To calculate the cross product, we can use the determinant of a matrix containing the unit vectors, the gradient operator, and the gradient of \(\phi\). The curl becomes: $$ \nabla \times \mathbf{V} = \nabla \times \nabla \phi = \begin{vmatrix} \hat{i} & \hat{j} & \hat{k} \\ \frac{\partial}{\partial x} & \frac{\partial}{\partial y} & \frac{\partial}{\partial z} \\ \frac{\partial \phi}{\partial x} & \frac{\partial \phi}{\partial y} & \frac{\partial \phi}{\partial z} \end{vmatrix} $$ Expanding this determinant, we obtain: $$ \nabla \times \mathbf{V} = \nabla \times \nabla \phi = \left(\frac{\partial^2 \phi}{\partial y \partial z} - \frac{\partial^2 \phi}{\partial z \partial y}\right)\hat{i} - \left(\frac{\partial^2 \phi}{\partial x \partial z} - \frac{\partial^2 \phi}{\partial z \partial x}\right)\hat{j} + \left(\frac{\partial^2 \phi}{\partial x \partial y} - \frac{\partial^2 \phi}{\partial y \partial x}\right)\hat{k} $$

Notice that for the second-order partial derivatives, the order of differentiation does not matter (according to Schwarz's theorem, assuming \(\phi\) has continuous second derivatives on the domain).
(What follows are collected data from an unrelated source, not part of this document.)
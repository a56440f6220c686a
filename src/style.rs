//! Style resolver – maps tag defaults, utility classes and inline `style`
//! declarations to a flat [`ComputedStyle`] consumed by the layout engine.

use crate::dom::{Document, ElementData, NodeId, Tag};

/// Fully resolved style for a single element.
#[derive(Debug, Clone, PartialEq)]
pub struct ComputedStyle {
    // Display / flex
    pub display: Display,
    pub flex_direction: FlexDirection,
    pub flex_grow: f32,
    pub flex_shrink: f32,
    pub gap: f32,

    // Sizing
    pub width: Dimension,
    pub height: Dimension,

    // Spacing (px)
    pub margin: Edges,
    pub padding: Edges,

    // Border
    pub border_width: f32,
    pub border_color: Color,

    // Typography (inherited)
    pub font_size: f32,
    pub font_weight: FontWeight,
    pub font_style: FontStyle,
    pub font_family: String,
    pub color: Color,
    pub text_align: TextAlign,
    pub line_height: f32,
    pub text_decoration: TextDecoration,

    pub background_color: Color,
}

impl Default for ComputedStyle {
    fn default() -> Self {
        Self {
            display: Display::Block,
            flex_direction: FlexDirection::Row,
            flex_grow: 0.0,
            flex_shrink: 1.0,
            gap: 0.0,
            width: Dimension::Auto,
            height: Dimension::Auto,
            margin: Edges::default(),
            padding: Edges::default(),
            border_width: 0.0,
            border_color: Color::BLACK,
            font_size: 16.0,
            font_weight: FontWeight::Normal,
            font_style: FontStyle::Normal,
            font_family: "Helvetica".to_string(),
            color: Color::BLACK,
            text_align: TextAlign::Left,
            line_height: 1.4,
            text_decoration: TextDecoration::None,
            background_color: Color::TRANSPARENT,
        }
    }
}

// ---------------------------------------------------------------------------
// Supporting types
// ---------------------------------------------------------------------------

#[derive(Debug, Clone, Copy, PartialEq, Eq)]
pub enum Display {
    Block,
    Flex,
    Inline,
    InlineBlock,
    None,
}

#[derive(Debug, Clone, Copy, PartialEq, Eq)]
pub enum FlexDirection {
    Row,
    Column,
}

#[derive(Debug, Clone, Copy, PartialEq, Eq)]
pub enum FontWeight {
    Normal,
    Bold,
}

#[derive(Debug, Clone, Copy, PartialEq, Eq)]
pub enum FontStyle {
    Normal,
    Italic,
}

#[derive(Debug, Clone, Copy, PartialEq, Eq)]
pub enum TextAlign {
    Left,
    Center,
    Right,
}

#[derive(Debug, Clone, Copy, PartialEq, Eq)]
pub enum TextDecoration {
    None,
    Underline,
}

#[derive(Debug, Clone, Copy, PartialEq)]
pub enum Dimension {
    Auto,
    Px(f32),
    Percent(f32),
}

impl Dimension {
    /// Resolve against the containing size; `None` for `auto`.
    pub fn resolve(self, container: f32) -> Option<f32> {
        match self {
            Dimension::Auto => None,
            Dimension::Px(v) => Some(v),
            Dimension::Percent(p) => Some(container * p / 100.0),
        }
    }
}

/// Four-sided box spacing in px.
#[derive(Debug, Clone, Copy, Default, PartialEq)]
pub struct Edges {
    pub top: f32,
    pub right: f32,
    pub bottom: f32,
    pub left: f32,
}

impl Edges {
    pub fn all(v: f32) -> Self {
        Self {
            top: v,
            right: v,
            bottom: v,
            left: v,
        }
    }

    pub fn horizontal(&self) -> f32 {
        self.left + self.right
    }

    pub fn vertical(&self) -> f32 {
        self.top + self.bottom
    }
}

/// RGBA colour (0.0 – 1.0).
#[derive(Debug, Clone, Copy, PartialEq)]
pub struct Color {
    pub r: f32,
    pub g: f32,
    pub b: f32,
    pub a: f32,
}

impl Color {
    pub const BLACK: Self = Self::rgb(0.0, 0.0, 0.0);
    pub const WHITE: Self = Self::rgb(1.0, 1.0, 1.0);
    pub const TRANSPARENT: Self = Self {
        r: 0.0,
        g: 0.0,
        b: 0.0,
        a: 0.0,
    };

    pub const fn rgb(r: f32, g: f32, b: f32) -> Self {
        Self { r, g, b, a: 1.0 }
    }

    pub fn is_transparent(&self) -> bool {
        self.a < 0.001
    }

    pub fn to_array(self) -> [f32; 4] {
        [self.r, self.g, self.b, self.a]
    }

    pub fn from_hex(hex: &str) -> Option<Self> {
        let hex = hex.trim_start_matches('#');
        let channel = |s: &str| u8::from_str_radix(s, 16).ok().map(|v| v as f32 / 255.0);
        match hex.len() {
            6 => Some(Self::rgb(
                channel(&hex[0..2])?,
                channel(&hex[2..4])?,
                channel(&hex[4..6])?,
            )),
            3 => Some(Self::rgb(
                channel(&hex[0..1].repeat(2))?,
                channel(&hex[1..2].repeat(2))?,
                channel(&hex[2..3].repeat(2))?,
            )),
            _ => None,
        }
    }

    /// Parse `#rgb`, `#rrggbb`, `rgb(r, g, b)` or a named colour.
    pub fn parse(value: &str) -> Option<Self> {
        let value = value.trim();
        if value.starts_with('#') {
            return Self::from_hex(value);
        }
        if let Some(inner) = value
            .strip_prefix("rgb(")
            .and_then(|rest| rest.strip_suffix(')'))
        {
            let parts: Vec<f32> = inner
                .split(',')
                .map(|p| p.trim().parse::<f32>().ok())
                .collect::<Option<_>>()?;
            if let [r, g, b] = parts[..] {
                return Some(Self::rgb(r / 255.0, g / 255.0, b / 255.0));
            }
            return None;
        }
        named_color(value)
    }
}

fn named_color(name: &str) -> Option<Color> {
    let color = match name.to_ascii_lowercase().as_str() {
        "black" => Color::BLACK,
        "white" => Color::WHITE,
        "transparent" => Color::TRANSPARENT,
        "red" | "red-500" => Color::rgb(0.937, 0.267, 0.267),
        "green" | "green-500" => Color::rgb(0.133, 0.773, 0.369),
        "blue" | "blue-500" => Color::rgb(0.231, 0.510, 0.965),
        "gray" | "grey" | "gray-500" => Color::rgb(0.420, 0.447, 0.502),
        "gray-100" => Color::rgb(0.953, 0.957, 0.965),
        "gray-200" => Color::rgb(0.898, 0.906, 0.922),
        "orange" | "orange-500" => Color::rgb(0.976, 0.451, 0.086),
        _ => return None,
    };
    Some(color)
}

// ---------------------------------------------------------------------------
// Style resolution
// ---------------------------------------------------------------------------

/// Resolve the style of an element, inheriting text properties from its
/// parent.
pub fn resolve_style(element: &ElementData, parent: Option<&ComputedStyle>) -> ComputedStyle {
    let mut style = base_style_for_tag(&element.tag);

    if let Some(p) = parent {
        style.font_size = p.font_size;
        style.font_weight = style_bold_or(p.font_weight, &element.tag);
        style.font_style = p.font_style;
        style.font_family = p.font_family.clone();
        style.color = p.color;
        style.text_align = p.text_align;
        style.line_height = p.line_height;
        if let Some(size) = heading_size(&element.tag) {
            style.font_size = size;
        }
    }

    for class in element.classes() {
        apply_class(&mut style, class);
    }
    if let Some(inline) = element.inline_style() {
        apply_inline_style(&mut style, inline);
    }
    style
}
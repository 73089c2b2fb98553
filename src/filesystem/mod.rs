// src/filesystem/mod.rs

//! Filesystem side of installs and removals
//!
//! - `install`: materialize an archive's payload under the install root and
//!   commit the control stanza and file manifest
//! - `remove`: delete everything a manifest lists, then drop the package's
//!   state directory

pub mod install;
pub mod remove;

pub use install::extract_package;
pub use remove::{RemovalSummary, remove_files, uninstall_package};

use std::fs;
use std::io;
use std::path::Path;

/// Apply archive mode bits to a materialized file
fn apply_mode(path: &Path, mode: u32) -> io::Result<()> {
    let mut perms = fs::metadata(path)?.permissions();
    #[cfg(unix)]
    {
        use std::os::unix::fs::PermissionsExt;
        perms.set_mode(mode & 0o777);
    }
    #[cfg(not(unix))]
    {
        perms.set_readonly(mode & 0o200 == 0);
    }
    fs::set_permissions(path, perms)
}
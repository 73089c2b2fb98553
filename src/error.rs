// src/error.rs

use thiserror::Error;

/// Core error types for miniapt
#[derive(Error, Debug)]
pub enum Error {
    /// I/O errors
    #[error("I/O error: {0}")]
    Io(#[from] std::io::Error),

    /// I/O errors with the path or step that failed
    #[error("I/O error: {0}")]
    IoError(String),

    /// Configuration file could not be decoded
    #[error("JSON error: {0}")]
    Json(#[from] serde_json::Error),

    /// Invalid configuration values
    #[error("Configuration error: {0}")]
    ConfigError(String),

    /// Unparseable text data (catalog index, timestamps, numbers)
    #[error("Parse error: {0}")]
    ParseError(String),

    /// A control stanza without any `Key: Value` lines
    #[error("Malformed stanza: {0}")]
    MalformedStanza(String),

    /// A package record lacks a field an operation needs
    #[error("Package {package} has no {field} field")]
    MissingField { package: String, field: &'static str },

    /// Truncated or otherwise unusable package archive
    #[error("Archive error: {0}")]
    ArchiveError(String),

    /// Transport failure while fetching catalog or archive data
    #[error("Download error: {0}")]
    DownloadError(String),

    /// Package not present in the catalog
    #[error("Not found: {0}")]
    NotFoundError(String),

    /// Package is not installed
    #[error("Package {0} is not installed")]
    NotInstalled(String),
}

/// Result type alias using miniapt's Error type
pub type Result<T> = std::result::Result<T, Error>;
Therefore, we have: $$ \frac{\partial^2 \phi}{\partial y \partial z} = \frac{\partial^2 \phi}{\partial z \partial y},\quad \frac{\partial^2 \phi}{\partial x \partial z} = \frac{\partial^2 \phi}{\partial z \partial x},\quad \text{and} \quad \frac{\partial^2 \phi}{\partial x \partial y} = \frac{\partial^2 \phi}{\partial y \partial x} $$ Substituting these equalities back into the expression for the curl, we get: $$ \nabla \times \mathbf{V} = \nabla \times \nabla \phi = (0)\hat{i} - (0)\hat{j} + (0)\hat{k} = \mathbf{0} $$

We showed that the curl of the vector field \(\mathbf{V}=\nabla \phi\) is equal to the zero vector (i.e., \(\nabla \times \mathbf{V}=0\)), thus completing the exercise.